To hear the DOJ tell it, the REAL ID Act of 2005 was an effort by Congress to “expressly eliminate habeas review over all final orders of removal.” Similarly, a 4th U.S. Circuit Court of Appeals case from 2011 interpreted the act’s change to immigration law to mean “Congress specifically prohibited the use of habeas corpus petitions as a way of obtaining review of questions arising in removal proceedings.”
“Petitioner’s claims are both procedurally barred and meritless—even unserious,” the motion reads. “[T]he INA does not permit—and indeed affirmatively bars—this collateral challenge to removal and detention. This Court should therefore permit those administrative procedures to play out while respecting Congress’s prohibition on interference in those procedures by federal district courts.”
The Trump administration also says Abrego Garcia is simply filing his habeas petition too early because “the Supreme Court permits detention pending removal for a presumptively reasonable period of six months before any additional procedures are potentially triggered.” In other words, the government says they can keep him in detention until the end of February 2025 before making a final decision about where he will be deported.
And as for that ultimate, non-El Salvador location, the government insists it is willing to work with Abrego Garcia, but complains that he is not acting in good faith with deportation officials.

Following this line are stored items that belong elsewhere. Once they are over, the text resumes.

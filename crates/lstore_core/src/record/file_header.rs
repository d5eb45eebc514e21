//! File header written at the start of every journal and empty file.

use super::{ensure_len, read_u16, read_u64, RecordFlags, RecordHeader, FILE_MAGIC, SBLK_SIZE};
use crate::error::{CoreError, CoreResult};
use crate::types::{FileSizeKib, PartitionNumber, Rid};

/// File header.
///
/// ```text
/// | record header (24) | fhdr_size_sblks (2) | efp_partition (2) | reserved (2) |
/// | data_size_kib (8)  | first_record_offset (8) | file_number (8) |
/// | queue_name_len (2) | queue_name (N) | zero padding to fhdr_size_sblks * SBLK |
/// ```
///
/// A file sitting in an empty file pool carries a reset header: serial,
/// rid, first record offset and file number are zero and the queue name is
/// empty. A first record offset of zero therefore means "no records".
#[derive(Debug, Clone, PartialEq, Eq)]
pub struct FileHeader {
    /// Common record header with magic `QLSf`.
    pub header: RecordHeader,
    /// Size of the file header in superblocks.
    pub fhdr_size_sblks: u16,
    /// Partition of the pool this file belongs to.
    pub efp_partition: PartitionNumber,
    /// Size of the data area in KiB.
    pub data_size_kib: FileSizeKib,
    /// Offset of the first record, zero if the file holds none.
    pub first_record_offset: u64,
    /// Sequence number of the file within its journal.
    pub file_number: u64,
    /// Name of the queue owning the journal.
    pub queue_name: String,
}

impl FileHeader {
    /// Size of the fixed part in bytes.
    pub const FIXED_SIZE: usize = RecordHeader::SIZE + 32;

    /// Longest queue name that fits in a one-superblock header.
    pub const MAX_QUEUE_NAME_LEN: usize = SBLK_SIZE - Self::FIXED_SIZE;

    /// Creates the reset header of a file sitting in a pool.
    #[must_use]
    pub fn empty(partition: PartitionNumber, data_size_kib: FileSizeKib) -> Self {
        Self {
            header: RecordHeader::new(FILE_MAGIC, RecordFlags::NONE, 0, Rid::new(0)),
            fhdr_size_sblks: 1,
            efp_partition: partition,
            data_size_kib,
            first_record_offset: 0,
            file_number: 0,
            queue_name: String::new(),
        }
    }

    /// Creates the header of a file taken into use by a journal.
    ///
    /// # Errors
    ///
    /// Returns `InvalidRecord` if the queue name does not fit in the header.
    pub fn for_journal(
        partition: PartitionNumber,
        data_size_kib: FileSizeKib,
        serial: u64,
        file_number: u64,
        queue_name: &str,
    ) -> CoreResult<Self> {
        if queue_name.len() > Self::MAX_QUEUE_NAME_LEN {
            return Err(CoreError::invalid_record(
                0,
                format!(
                    "queue name of {} bytes exceeds maximum of {}",
                    queue_name.len(),
                    Self::MAX_QUEUE_NAME_LEN
                ),
            ));
        }
        let mut header = Self::empty(partition, data_size_kib);
        header.header.serial = serial;
        header.first_record_offset = header.size() as u64;
        header.file_number = file_number;
        header.queue_name = queue_name.to_string();
        Ok(header)
    }

    /// Returns true if the file holds no records.
    #[must_use]
    pub const fn is_empty(&self) -> bool {
        self.first_record_offset == 0
    }

    /// Returns the size of the header area in bytes.
    #[must_use]
    pub const fn size(&self) -> usize {
        self.fhdr_size_sblks as usize * SBLK_SIZE
    }

    /// Returns the on-disk length of a file with a `data_size_kib` data area.
    #[must_use]
    pub const fn file_len(data_size_kib: FileSizeKib) -> u64 {
        SBLK_SIZE as u64 + data_size_kib.bytes()
    }

    /// Encodes the header, zero-padded to its superblock size.
    #[must_use]
    pub fn encode(&self) -> Vec<u8> {
        let name = self.queue_name.as_bytes();
        let mut buf = Vec::with_capacity(self.size());
        buf.extend_from_slice(&self.header.encode());
        buf.extend_from_slice(&self.fhdr_size_sblks.to_le_bytes());
        buf.extend_from_slice(&self.efp_partition.as_u16().to_le_bytes());
        buf.extend_from_slice(&0u16.to_le_bytes());
        buf.extend_from_slice(&u64::from(self.data_size_kib.as_u32()).to_le_bytes());
        buf.extend_from_slice(&self.first_record_offset.to_le_bytes());
        buf.extend_from_slice(&self.file_number.to_le_bytes());
        // Constructors bound the name length
        buf.extend_from_slice(&(name.len() as u16).to_le_bytes());
        buf.extend_from_slice(name);
        buf.resize(self.size().max(buf.len()), 0);
        buf
    }

    /// Decodes a header from the start of `buf`.
    ///
    /// # Errors
    ///
    /// - `Truncated` if `buf` is too short
    /// - `InvalidRecord` if the magic is wrong or a field is out of range
    pub fn decode(buf: &[u8]) -> CoreResult<Self> {
        ensure_len(buf, Self::FIXED_SIZE)?;
        let header = RecordHeader::decode(buf)?;
        if header.magic != FILE_MAGIC {
            return Err(CoreError::invalid_record(
                0,
                format!("file magic {:08x} is not {FILE_MAGIC:08x}", header.magic),
            ));
        }

        let data_size_kib = u32::try_from(read_u64(buf, 30))
            .map_err(|_| CoreError::invalid_record(0, "data size out of range"))?;
        let name_len = read_u16(buf, 54) as usize;
        ensure_len(buf, Self::FIXED_SIZE + name_len)?;
        let queue_name =
            String::from_utf8(buf[Self::FIXED_SIZE..Self::FIXED_SIZE + name_len].to_vec())
                .map_err(|_| CoreError::invalid_record(0, "queue name is not UTF-8"))?;

        Ok(Self {
            header,
            fhdr_size_sblks: read_u16(buf, 24),
            efp_partition: PartitionNumber::new(read_u16(buf, 26)),
            data_size_kib: FileSizeKib::new(data_size_kib),
            first_record_offset: read_u64(buf, 38),
            file_number: read_u64(buf, 46),
            queue_name,
        })
    }
}
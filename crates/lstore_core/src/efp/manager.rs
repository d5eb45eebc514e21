//! Store-wide registry of empty file pool partitions.

use super::{parse_partition_dir_name, partition_dir_name, EmptyFilePool, EmptyFilePoolPartition};
use crate::context::JournalContext;
use crate::error::{CoreError, CoreResult};
use crate::types::{FileSizeKib, PartitionNumber};
use parking_lot::RwLock;
use std::collections::BTreeMap;
use std::path::{Path, PathBuf};
use std::sync::Arc;
use tracing::{info, warn};

/// Finds the partitions under a store root and resolves pools across them.
#[derive(Debug)]
pub struct EmptyFilePoolManager {
    ctx: Arc<JournalContext>,
    root: PathBuf,
    partitions: RwLock<BTreeMap<PartitionNumber, Arc<EmptyFilePoolPartition>>>,
}

impl EmptyFilePoolManager {
    /// Creates a manager over the store root `root`.
    ///
    /// # Errors
    ///
    /// Returns `InvalidPartitionDirectory` if `root` is not a directory.
    pub fn new(ctx: &Arc<JournalContext>, root: impl Into<PathBuf>) -> CoreResult<Self> {
        let root = root.into();
        if !ctx.fs().is_dir(&root) {
            return Err(CoreError::invalid_partition_dir(&root, "store root is not a directory"));
        }
        Ok(Self {
            ctx: Arc::clone(ctx),
            root,
            partitions: RwLock::new(BTreeMap::new()),
        })
    }

    /// Scans the root for `pNNN` directories and discovers their pools.
    ///
    /// Known partitions are rescanned in place; partitions whose directory
    /// has vanished are dropped. A new partition that fails to load is
    /// skipped with a warning; a known one whose rescan fails is kept as it
    /// was. Returns the number of partitions known after the scan.
    ///
    /// # Errors
    ///
    /// Returns a storage error if the root cannot be listed.
    pub fn discover_partitions(&self) -> CoreResult<usize> {
        let entries = self.ctx.fs().read_dir(&self.root)?;
        let mut partitions = self.partitions.write();
        let mut found = BTreeMap::new();

        for entry in entries.into_iter().filter(|e| e.is_dir) {
            let Some(number) = parse_partition_dir_name(&entry.name) else {
                continue;
            };
            let known = partitions.get(&number).cloned();
            let is_known = known.is_some();
            let partition = match known {
                Some(existing) => existing,
                None => match EmptyFilePoolPartition::new(
                    &self.ctx,
                    number,
                    self.root.join(&entry.name),
                ) {
                    Ok(p) => Arc::new(p),
                    Err(e) => {
                        warn!(partition = %number, error = %e, "skipping partition");
                        continue;
                    }
                },
            };
            if let Err(e) = partition.discover_pools() {
                warn!(partition = %number, error = %e, "pool discovery failed");
                // A known partition keeps the pools it already had
                if !is_known {
                    continue;
                }
            }
            found.insert(number, partition);
        }

        *partitions = found;
        info!(
            root = %self.root.display(),
            partitions = partitions.len(),
            "discovered partitions"
        );
        Ok(partitions.len())
    }

    /// Returns partition `number`.
    ///
    /// # Errors
    ///
    /// Returns `PartitionNotFound` if it has not been discovered.
    pub fn partition(&self, number: PartitionNumber) -> CoreResult<Arc<EmptyFilePoolPartition>> {
        self.partitions
            .read()
            .get(&number)
            .cloned()
            .ok_or(CoreError::PartitionNotFound { partition: number })
    }

    /// Returns the known partition numbers in ascending order.
    #[must_use]
    pub fn partition_numbers(&self) -> Vec<PartitionNumber> {
        self.partitions.read().keys().copied().collect()
    }

    /// Returns the pool of `size_kib` files in `partition`.
    ///
    /// # Errors
    ///
    /// Returns `PartitionNotFound` or `PoolNotFound`.
    pub fn get_pool(
        &self,
        partition: PartitionNumber,
        size_kib: FileSizeKib,
    ) -> CoreResult<Arc<EmptyFilePool>> {
        self.partition(partition)?.get_pool(size_kib)
    }

    /// Returns the pool named by the configured default partition and size.
    ///
    /// # Errors
    ///
    /// Returns `PartitionNotFound` or `PoolNotFound`.
    pub fn default_pool(&self) -> CoreResult<Arc<EmptyFilePool>> {
        let config = self.ctx.config();
        self.get_pool(config.default_partition, config.default_file_size_kib)
    }

    /// Creates the directory of partition `number` and registers it.
    ///
    /// An already known partition is returned unchanged.
    ///
    /// # Errors
    ///
    /// Returns a storage error if the directories cannot be created.
    pub fn create_partition(
        &self,
        number: PartitionNumber,
    ) -> CoreResult<Arc<EmptyFilePoolPartition>> {
        let mut partitions = self.partitions.write();
        if let Some(existing) = partitions.get(&number) {
            return Ok(Arc::clone(existing));
        }

        let dir = self.root.join(partition_dir_name(number));
        self.ctx.fs().create_dir_all(&dir)?;
        let partition = Arc::new(EmptyFilePoolPartition::new(&self.ctx, number, dir)?);
        partition.discover_pools()?;
        partitions.insert(number, Arc::clone(&partition));
        Ok(partition)
    }

    /// Returns the store root.
    #[must_use]
    pub fn root(&self) -> &Path {
        &self.root
    }
}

From the motion, at length:
Petitioner’s actions also betray a level of gamesmanship to remain in the United States that this Court should not indulge. For example, while Petitioner claims that Costa Rica is his preferred country of removal, he simultaneously is expressing a “fear of persecution and torture” if removed to “Costa Rica.” Petitioner is thus claiming that his preferred destination country is somehow likely to persecute or torture him if he were sent there—a claim that, if he actually believed it, would presumably motivate him to choose a different destination. Indeed, Petitioner has already expressed putative fear of persecution or torture from more than twenty nations and has made clear that he may assert such fears for any country that he does not prefer—and indeed has even done so for the country that he putatively does prefer.
In sum, Abrego Garcia has expressed asylum law-based fears for 23 different countries offered by U.S. officials in a statutory, step-by-step process. Under this process, the would-be deportee is first allowed to suggest the country they might be removed to. However, if they don’t offer a suggestion, the government makes such a suggestion. That process has played out repeatedly in the present case, according to the DOJ.
Now, the government wants Xinis to shut Abrego Garcia down so he can finally be deported in accordance with a years-old order.
“Ultimately, this suit impermissibly seeks to delay the too-long-delayed execution of Petitioner’s 2019 final order of removal,” the motion goes on. “This Court should deny the Petition.”